» What is required: Pick out the lines below that contain the string "status" and copy them all.

Stored entries
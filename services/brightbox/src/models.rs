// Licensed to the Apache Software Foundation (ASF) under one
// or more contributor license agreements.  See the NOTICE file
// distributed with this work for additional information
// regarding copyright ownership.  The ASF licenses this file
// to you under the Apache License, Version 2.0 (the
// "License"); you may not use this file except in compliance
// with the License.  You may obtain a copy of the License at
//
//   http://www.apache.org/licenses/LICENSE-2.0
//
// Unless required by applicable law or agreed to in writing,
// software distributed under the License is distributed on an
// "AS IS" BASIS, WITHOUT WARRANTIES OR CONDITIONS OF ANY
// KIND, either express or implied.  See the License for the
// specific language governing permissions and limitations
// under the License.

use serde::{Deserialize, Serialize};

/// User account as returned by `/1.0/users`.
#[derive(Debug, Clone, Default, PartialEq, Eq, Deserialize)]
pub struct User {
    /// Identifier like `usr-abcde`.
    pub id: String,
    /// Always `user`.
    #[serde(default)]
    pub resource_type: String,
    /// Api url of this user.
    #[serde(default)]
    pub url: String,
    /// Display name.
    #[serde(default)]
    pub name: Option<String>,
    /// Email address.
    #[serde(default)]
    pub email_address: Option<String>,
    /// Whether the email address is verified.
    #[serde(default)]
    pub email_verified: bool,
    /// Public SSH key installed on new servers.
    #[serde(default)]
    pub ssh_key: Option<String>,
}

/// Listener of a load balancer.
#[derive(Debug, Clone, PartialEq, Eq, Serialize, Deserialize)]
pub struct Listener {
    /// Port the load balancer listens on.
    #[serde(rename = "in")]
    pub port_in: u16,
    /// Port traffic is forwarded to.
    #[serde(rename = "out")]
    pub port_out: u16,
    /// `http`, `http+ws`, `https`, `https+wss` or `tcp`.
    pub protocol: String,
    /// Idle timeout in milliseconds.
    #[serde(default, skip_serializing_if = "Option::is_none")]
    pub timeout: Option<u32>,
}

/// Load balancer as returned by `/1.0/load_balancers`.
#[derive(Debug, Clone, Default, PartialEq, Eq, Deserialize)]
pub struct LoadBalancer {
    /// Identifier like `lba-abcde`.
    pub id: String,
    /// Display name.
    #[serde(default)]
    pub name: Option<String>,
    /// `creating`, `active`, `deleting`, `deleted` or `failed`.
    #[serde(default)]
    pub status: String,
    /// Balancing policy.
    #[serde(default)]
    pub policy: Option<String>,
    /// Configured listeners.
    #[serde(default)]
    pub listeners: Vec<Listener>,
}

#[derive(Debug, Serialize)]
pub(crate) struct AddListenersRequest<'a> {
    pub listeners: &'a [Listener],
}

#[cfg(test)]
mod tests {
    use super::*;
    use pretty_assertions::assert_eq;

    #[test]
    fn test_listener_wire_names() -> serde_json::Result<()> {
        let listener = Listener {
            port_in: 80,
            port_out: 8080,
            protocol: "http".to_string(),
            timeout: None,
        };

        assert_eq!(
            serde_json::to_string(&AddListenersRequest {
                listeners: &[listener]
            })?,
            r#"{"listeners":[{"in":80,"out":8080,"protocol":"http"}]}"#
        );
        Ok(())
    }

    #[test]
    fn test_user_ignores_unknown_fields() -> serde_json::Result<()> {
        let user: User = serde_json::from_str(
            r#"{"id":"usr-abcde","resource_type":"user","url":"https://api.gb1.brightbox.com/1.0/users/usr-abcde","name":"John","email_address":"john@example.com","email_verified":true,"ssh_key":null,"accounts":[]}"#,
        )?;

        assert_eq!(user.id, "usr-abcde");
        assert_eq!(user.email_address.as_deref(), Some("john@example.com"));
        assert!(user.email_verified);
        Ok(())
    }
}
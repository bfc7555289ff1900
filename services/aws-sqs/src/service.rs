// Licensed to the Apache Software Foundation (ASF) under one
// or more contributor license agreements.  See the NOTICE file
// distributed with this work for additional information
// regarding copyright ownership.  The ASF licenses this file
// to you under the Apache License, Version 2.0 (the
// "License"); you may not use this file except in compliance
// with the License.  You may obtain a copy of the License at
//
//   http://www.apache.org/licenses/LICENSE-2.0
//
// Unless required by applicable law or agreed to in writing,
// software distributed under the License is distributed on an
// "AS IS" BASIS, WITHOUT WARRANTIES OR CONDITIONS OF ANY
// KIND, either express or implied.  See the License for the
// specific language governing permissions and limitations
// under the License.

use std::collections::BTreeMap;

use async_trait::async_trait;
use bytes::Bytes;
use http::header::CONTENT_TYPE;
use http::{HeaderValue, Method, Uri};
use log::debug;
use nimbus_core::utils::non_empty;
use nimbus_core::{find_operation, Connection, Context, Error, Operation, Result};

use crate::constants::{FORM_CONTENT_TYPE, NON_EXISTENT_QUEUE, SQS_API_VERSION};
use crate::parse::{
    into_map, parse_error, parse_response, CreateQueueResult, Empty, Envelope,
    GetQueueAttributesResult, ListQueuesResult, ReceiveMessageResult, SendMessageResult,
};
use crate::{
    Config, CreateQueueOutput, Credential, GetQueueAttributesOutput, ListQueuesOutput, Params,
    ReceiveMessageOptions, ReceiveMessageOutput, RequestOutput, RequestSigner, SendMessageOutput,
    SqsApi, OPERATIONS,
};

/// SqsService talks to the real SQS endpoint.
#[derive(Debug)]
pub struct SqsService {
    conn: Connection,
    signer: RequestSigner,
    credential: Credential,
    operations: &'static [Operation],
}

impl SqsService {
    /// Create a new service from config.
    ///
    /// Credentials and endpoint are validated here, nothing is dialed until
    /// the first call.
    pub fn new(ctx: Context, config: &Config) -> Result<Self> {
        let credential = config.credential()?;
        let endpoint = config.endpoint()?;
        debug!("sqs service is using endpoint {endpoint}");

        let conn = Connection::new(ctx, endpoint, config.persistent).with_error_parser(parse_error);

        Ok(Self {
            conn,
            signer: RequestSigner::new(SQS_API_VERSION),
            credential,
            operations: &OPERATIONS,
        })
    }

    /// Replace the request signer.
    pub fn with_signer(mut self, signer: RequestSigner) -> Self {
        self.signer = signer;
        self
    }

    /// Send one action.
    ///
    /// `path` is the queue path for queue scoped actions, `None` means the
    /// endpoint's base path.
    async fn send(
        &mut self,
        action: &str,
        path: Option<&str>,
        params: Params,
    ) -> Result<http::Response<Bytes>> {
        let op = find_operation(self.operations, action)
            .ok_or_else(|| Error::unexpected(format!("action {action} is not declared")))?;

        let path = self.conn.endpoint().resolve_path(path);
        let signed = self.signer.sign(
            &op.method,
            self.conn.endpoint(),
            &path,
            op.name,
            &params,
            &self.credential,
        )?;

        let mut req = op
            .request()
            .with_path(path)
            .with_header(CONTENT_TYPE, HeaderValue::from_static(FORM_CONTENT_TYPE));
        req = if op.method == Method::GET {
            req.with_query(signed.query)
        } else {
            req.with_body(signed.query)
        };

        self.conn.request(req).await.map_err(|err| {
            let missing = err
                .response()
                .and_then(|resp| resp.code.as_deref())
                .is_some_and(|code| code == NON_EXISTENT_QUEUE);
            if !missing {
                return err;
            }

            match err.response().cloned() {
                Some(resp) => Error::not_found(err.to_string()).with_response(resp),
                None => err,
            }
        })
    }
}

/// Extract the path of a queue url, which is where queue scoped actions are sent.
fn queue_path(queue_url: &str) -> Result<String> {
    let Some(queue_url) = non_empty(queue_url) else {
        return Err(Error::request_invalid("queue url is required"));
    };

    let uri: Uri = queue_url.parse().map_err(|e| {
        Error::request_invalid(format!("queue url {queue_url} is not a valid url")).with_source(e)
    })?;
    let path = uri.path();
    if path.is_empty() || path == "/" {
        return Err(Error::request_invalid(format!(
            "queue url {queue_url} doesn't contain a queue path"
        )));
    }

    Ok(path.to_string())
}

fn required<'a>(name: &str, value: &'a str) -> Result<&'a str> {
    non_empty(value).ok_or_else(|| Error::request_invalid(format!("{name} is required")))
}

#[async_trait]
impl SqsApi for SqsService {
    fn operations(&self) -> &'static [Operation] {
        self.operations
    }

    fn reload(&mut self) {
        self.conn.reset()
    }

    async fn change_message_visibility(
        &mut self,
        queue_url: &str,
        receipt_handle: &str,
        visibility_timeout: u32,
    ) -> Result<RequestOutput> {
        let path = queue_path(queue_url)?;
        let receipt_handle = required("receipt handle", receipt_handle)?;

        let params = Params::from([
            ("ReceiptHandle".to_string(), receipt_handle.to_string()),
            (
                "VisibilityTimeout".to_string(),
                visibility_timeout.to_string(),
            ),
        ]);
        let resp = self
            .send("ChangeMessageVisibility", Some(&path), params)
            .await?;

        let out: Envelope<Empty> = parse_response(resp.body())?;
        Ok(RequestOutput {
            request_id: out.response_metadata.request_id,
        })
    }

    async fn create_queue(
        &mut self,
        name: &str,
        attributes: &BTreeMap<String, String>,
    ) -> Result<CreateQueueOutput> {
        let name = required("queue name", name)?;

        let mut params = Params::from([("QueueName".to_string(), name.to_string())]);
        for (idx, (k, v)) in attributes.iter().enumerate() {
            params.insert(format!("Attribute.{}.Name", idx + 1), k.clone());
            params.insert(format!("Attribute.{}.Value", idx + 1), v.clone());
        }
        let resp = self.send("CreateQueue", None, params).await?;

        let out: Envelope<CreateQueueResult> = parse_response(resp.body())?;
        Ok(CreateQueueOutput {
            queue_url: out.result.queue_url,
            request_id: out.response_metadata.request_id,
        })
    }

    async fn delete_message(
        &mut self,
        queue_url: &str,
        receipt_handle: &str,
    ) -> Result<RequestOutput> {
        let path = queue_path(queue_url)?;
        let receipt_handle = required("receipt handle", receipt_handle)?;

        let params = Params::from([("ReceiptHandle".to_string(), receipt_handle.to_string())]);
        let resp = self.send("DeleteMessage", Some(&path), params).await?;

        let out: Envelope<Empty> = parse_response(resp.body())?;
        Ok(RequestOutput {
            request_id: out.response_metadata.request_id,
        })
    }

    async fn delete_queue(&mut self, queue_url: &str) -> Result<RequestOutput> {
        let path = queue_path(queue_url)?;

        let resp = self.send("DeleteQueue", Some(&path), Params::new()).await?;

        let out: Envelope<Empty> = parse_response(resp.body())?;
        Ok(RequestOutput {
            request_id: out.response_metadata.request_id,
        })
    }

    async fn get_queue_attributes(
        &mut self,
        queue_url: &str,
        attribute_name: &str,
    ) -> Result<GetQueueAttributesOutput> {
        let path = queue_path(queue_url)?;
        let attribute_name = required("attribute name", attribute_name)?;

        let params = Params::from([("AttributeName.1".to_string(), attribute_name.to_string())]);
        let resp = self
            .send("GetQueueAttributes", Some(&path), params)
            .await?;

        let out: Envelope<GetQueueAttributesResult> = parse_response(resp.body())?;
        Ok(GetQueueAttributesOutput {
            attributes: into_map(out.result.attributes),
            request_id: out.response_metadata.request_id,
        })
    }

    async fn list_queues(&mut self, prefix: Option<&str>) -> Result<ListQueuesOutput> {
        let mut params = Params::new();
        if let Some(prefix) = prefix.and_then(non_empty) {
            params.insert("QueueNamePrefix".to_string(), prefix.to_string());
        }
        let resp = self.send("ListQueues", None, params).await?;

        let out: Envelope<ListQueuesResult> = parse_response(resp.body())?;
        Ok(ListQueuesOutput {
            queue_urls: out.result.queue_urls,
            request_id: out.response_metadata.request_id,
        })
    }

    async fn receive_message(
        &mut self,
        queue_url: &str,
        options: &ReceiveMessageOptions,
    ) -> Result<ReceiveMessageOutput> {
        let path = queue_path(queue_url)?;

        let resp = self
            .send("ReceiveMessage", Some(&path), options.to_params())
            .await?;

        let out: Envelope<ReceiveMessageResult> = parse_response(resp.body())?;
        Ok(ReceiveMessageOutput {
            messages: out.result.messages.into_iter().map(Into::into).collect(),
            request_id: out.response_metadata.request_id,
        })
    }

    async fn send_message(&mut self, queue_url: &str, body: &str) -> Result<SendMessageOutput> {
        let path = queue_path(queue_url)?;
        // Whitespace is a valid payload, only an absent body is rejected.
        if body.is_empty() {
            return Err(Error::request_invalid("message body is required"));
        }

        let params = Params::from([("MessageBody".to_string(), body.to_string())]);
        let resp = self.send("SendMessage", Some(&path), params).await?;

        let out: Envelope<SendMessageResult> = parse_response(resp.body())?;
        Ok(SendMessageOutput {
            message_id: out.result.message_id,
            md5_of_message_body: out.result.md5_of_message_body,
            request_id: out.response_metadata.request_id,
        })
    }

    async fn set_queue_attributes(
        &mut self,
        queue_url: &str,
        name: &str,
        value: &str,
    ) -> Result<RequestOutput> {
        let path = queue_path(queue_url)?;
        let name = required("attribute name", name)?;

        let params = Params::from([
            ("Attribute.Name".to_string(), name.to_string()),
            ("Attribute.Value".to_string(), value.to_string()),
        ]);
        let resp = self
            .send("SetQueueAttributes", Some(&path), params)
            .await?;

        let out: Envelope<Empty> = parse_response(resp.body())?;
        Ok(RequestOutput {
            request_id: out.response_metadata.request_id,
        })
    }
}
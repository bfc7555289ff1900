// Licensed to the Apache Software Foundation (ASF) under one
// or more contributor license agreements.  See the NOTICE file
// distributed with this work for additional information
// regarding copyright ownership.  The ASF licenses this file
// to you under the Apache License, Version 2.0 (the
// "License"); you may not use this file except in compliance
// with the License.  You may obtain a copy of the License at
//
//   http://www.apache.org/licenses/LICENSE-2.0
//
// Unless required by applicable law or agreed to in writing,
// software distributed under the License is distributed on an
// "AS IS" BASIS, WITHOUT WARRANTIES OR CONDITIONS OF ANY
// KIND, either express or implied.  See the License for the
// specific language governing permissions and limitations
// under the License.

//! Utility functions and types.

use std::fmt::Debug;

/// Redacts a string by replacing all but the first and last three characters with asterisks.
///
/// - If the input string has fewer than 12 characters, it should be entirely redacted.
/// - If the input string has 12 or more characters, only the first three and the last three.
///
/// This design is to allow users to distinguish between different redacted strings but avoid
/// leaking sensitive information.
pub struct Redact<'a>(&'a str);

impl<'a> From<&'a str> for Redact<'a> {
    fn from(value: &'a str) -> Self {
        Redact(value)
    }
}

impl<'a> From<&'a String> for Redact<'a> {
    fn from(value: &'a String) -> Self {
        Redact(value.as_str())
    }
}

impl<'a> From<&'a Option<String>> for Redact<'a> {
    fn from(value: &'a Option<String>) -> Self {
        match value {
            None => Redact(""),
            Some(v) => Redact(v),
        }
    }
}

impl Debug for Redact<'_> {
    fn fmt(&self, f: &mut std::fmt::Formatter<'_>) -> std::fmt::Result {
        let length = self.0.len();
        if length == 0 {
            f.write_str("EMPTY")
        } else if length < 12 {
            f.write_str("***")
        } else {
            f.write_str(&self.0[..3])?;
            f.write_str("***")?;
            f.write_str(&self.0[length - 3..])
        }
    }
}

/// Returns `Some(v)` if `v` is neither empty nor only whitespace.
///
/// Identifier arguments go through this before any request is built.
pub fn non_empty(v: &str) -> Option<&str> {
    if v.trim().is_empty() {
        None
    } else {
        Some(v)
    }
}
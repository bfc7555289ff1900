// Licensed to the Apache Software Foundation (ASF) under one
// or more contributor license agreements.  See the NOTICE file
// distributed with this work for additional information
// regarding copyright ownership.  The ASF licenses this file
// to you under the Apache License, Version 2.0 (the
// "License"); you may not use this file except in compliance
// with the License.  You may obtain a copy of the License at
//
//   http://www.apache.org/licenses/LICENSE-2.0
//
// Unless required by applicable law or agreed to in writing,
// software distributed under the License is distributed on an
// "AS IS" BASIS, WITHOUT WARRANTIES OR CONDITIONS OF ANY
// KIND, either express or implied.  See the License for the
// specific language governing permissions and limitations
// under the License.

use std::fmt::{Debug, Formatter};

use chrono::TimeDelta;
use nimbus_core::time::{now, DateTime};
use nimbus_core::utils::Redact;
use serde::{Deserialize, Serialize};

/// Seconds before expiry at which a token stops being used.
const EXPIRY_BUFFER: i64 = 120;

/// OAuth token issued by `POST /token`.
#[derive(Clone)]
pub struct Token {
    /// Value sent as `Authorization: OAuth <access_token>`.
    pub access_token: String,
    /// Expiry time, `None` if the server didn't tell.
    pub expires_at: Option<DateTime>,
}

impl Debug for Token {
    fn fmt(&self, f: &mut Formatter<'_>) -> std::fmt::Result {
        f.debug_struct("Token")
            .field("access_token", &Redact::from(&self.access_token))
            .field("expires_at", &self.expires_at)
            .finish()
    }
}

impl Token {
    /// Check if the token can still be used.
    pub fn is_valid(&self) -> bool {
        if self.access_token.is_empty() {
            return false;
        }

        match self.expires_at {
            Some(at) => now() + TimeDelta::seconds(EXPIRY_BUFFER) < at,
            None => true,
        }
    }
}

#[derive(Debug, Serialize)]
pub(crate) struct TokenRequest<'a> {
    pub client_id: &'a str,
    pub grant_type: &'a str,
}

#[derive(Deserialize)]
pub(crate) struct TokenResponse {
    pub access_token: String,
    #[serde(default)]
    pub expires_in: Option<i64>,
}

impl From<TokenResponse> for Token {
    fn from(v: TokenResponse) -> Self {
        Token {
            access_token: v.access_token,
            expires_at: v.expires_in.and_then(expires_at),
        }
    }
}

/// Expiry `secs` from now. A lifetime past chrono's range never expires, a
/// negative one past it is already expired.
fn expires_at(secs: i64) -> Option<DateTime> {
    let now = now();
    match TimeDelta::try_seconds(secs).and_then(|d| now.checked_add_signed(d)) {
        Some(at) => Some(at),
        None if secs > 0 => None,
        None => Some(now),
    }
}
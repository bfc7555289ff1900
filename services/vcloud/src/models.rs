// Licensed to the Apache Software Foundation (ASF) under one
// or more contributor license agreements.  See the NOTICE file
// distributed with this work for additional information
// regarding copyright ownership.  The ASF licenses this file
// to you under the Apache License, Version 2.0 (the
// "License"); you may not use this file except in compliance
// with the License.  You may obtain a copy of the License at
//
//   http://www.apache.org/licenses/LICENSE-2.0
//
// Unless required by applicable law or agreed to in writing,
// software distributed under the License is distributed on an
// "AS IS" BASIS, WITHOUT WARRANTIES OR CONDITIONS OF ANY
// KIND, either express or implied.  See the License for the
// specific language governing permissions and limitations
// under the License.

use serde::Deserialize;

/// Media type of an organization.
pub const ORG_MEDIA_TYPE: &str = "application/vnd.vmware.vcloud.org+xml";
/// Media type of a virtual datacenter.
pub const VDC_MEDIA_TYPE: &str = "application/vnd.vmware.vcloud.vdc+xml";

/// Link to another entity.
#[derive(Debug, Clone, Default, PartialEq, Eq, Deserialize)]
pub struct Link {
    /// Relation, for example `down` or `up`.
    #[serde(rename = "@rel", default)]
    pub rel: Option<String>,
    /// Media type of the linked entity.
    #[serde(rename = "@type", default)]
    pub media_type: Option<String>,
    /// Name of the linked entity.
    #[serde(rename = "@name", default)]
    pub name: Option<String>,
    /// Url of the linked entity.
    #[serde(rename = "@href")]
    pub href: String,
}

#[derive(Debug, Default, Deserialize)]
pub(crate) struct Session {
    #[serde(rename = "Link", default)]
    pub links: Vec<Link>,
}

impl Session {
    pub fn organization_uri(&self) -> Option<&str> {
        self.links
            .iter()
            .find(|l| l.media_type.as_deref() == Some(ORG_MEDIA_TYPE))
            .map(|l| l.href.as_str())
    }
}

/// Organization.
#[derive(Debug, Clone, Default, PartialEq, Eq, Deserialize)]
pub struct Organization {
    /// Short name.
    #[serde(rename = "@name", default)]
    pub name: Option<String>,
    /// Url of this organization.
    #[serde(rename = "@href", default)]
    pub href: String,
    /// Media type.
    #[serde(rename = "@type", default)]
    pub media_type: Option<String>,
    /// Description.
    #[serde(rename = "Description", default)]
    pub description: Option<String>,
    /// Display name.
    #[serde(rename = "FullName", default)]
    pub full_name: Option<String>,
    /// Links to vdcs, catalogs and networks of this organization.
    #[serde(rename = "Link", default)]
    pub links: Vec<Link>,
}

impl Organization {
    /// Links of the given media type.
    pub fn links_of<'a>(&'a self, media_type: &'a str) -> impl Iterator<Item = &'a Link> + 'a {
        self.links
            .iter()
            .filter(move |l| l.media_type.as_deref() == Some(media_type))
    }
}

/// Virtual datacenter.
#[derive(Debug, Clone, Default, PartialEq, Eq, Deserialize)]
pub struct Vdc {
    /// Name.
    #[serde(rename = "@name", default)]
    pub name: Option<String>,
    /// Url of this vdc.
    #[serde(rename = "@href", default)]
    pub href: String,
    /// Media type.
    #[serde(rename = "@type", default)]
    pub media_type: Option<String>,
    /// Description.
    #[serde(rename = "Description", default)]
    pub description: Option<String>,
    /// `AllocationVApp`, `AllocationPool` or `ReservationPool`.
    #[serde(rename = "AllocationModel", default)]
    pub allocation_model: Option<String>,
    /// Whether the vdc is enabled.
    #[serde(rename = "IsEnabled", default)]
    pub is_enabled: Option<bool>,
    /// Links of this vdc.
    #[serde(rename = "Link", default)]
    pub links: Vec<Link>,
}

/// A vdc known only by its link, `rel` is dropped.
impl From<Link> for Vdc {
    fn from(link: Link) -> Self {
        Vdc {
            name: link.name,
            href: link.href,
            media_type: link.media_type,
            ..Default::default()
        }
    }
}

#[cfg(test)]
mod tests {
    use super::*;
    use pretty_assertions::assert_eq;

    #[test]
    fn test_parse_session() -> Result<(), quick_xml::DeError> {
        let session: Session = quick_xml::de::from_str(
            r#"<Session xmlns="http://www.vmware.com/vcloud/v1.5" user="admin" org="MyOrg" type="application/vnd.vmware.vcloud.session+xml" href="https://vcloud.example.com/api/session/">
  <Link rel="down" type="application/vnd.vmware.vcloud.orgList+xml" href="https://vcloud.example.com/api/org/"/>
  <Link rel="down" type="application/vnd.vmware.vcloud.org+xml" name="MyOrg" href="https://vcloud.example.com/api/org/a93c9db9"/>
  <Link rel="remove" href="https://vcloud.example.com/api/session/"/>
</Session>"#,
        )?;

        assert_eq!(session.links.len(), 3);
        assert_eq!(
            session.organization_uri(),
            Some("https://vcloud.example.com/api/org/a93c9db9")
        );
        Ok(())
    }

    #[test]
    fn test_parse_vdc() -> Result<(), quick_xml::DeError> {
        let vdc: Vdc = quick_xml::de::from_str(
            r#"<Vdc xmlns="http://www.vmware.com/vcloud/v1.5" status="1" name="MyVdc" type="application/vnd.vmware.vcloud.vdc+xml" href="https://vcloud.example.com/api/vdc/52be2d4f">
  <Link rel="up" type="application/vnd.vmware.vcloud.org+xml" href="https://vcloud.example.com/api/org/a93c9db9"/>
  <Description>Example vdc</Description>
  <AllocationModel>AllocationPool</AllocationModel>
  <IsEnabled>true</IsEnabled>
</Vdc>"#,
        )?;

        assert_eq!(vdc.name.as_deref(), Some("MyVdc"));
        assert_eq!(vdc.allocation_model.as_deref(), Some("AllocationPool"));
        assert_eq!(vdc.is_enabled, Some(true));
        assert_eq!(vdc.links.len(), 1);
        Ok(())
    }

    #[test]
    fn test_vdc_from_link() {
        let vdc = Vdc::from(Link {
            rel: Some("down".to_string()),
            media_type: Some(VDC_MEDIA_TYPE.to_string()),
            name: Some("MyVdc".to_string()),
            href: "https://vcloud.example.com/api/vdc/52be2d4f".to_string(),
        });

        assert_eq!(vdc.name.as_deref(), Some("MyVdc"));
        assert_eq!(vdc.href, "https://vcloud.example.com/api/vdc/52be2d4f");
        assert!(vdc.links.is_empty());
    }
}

» Exercise answer:
    pub status: String,
            r#"<Vdc xmlns="http://www.vmware.com/vcloud/v1.5" status="1" name="MyVdc" type="application/vnd.vmware.vcloud.vdc+xml" href="https://vcloud.example.com/api/vdc/52be2d4f">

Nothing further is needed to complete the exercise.